Rule Function Before and After

Here is the starting content of the Rule Function:
from panther_base_helpers import deep_get
def rule(event):
if (event.get("eventType") == "user.session.start"
and deep_get(event, "outcome", "result") == "FAILURE"):
return True
return False
def title(event):
return f"A Possible Brute Force Attack on Okta Detected from IP {deep_get(event, 'client', 'ipAddress')}"
def severity(event):
return "MEDIUM"
Here is the content of the Rule Function after modifying it to use GreyNoise data for enrichment:
from panther_base_helpers import deep_get
from panther_greynoise_helpers import GetGreyNoiseObject
def rule(event):
global noise
noise = GetGreyNoiseObject(event)
if (event.get("eventType") == "user.session.start" and deep_get(event, "outcome", "result") == "FAILURE"):
return True
return False
def title(event):
return f"A Possible Brute Force Attack on Okta Detected from IP {deep_get(event, 'client', 'ipAddress')}"
def severity(event):
if noise.classification("client.ipAddress") == "malicious":
return "CRITICAL"
if noise.classification("client.ipAddress") == "benign":
return "LOW"
return "MEDIUM"
def alert_context(event):
context ={"message": "No GreyNoise Data Available"}
if noise.classification:
context = {
"actor": noise.actor("client.ipAddress"),
"classification": noise.classification("client.ipAddress"),
"ip": noise.ip_address("client.ipAddress"),
}
return context
This example only uses information from the basic GreyNoise package. With the advanced package enabled, you can also access GreyNoise Tag information, Geo IP Metadata, and flags for VPN and Tor indicators.

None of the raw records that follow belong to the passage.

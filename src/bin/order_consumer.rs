use anyhow::Context;
use order_relay::config::AppConfig;
use order_relay::utils::{init_tracing, shutdown_signal};
use order_relay::{connect, ConsumerWorker, OrderConsumer, TransportKind};
use std::sync::Arc;
use tokio::sync::watch;
use tracing::{info, warn};

#[tokio::main]
async fn main() -> anyhow::Result<()> {
    let config = AppConfig::from_env().context("加载配置失败")?;

    // 初始化日志
    init_tracing(config.log_format);

    if config.queue.transport == TransportKind::Memory {
        warn!("独立消费者使用进程内队列,不会收到中继进程发布的消息");
    }

    let client = connect(&config.queue).context("创建队列客户端失败")?;
    let consumer = Arc::new(OrderConsumer::new(config.consumer.clone()));
    let worker = ConsumerWorker::new(client.receiver, consumer, config.worker.clone());

    let (shutdown_tx, shutdown_rx) = watch::channel(false);
    tokio::spawn(async move {
        shutdown_signal().await;
        let _ = shutdown_tx.send(true);
    });

    info!(
        "订单消费者已启动: 队列 {}, 处理槽 {}",
        config.queue.queue_name, config.worker.concurrency
    );
    worker.run(shutdown_rx).await;
    Ok(())
}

Example: Suppress an alert if IP is in GreyNoise RIOT

This example uses the same detection from the previous section. We will modify it to not raise an alert at all if the IP detected is in GreyNoise’s RIOT data set.
  1. 1.
    In the Panther Console, click Build > Detections in the left sidebar menu.
  2. 2.
    Click the Okta Brute Force By IP detection.
  3. 3.
    Click Edit Rule, then click the Functions & Tests tab.
  4. 4.
    In the Rule Function section, add the following Python command to import Panther GreyNoise helpers and include GreyNoise RIOT objects:
    from panther_greynoise_helpers import GetGreyNoiseObject, GetGreyNoiseRiotObject
  5. 5.
    In the rule syntax, add the following code to pull from the GreyNoise RIOT data set and modify the alert based on that data:
    def rule(event):
    global noise
    noise = GetGreyNoiseObject(event)
    riot = GetGreyNoiseRiotObject(event)
    if riot.is_riot:
    return False
    if (event.get("eventType") == "user.session.start"
    and deep_get(event, "outcome", "result") == "FAILURE"):
    return True
    return False
    • Using this code, if GreyNoise indicates that the IP is in the RIOT data set and therefore used by a common business service that is unlikely to be an attack vector, then it will not deliver an alert at all.
  6. 6.
    Optionally run tests to ensure that your detection is working as expected, then click Update in the upper right side of the page.
With the advanced GreyNoise lookup tables, you can also build these rules based on additional enrichment provided, such as the Trust Level of the IP.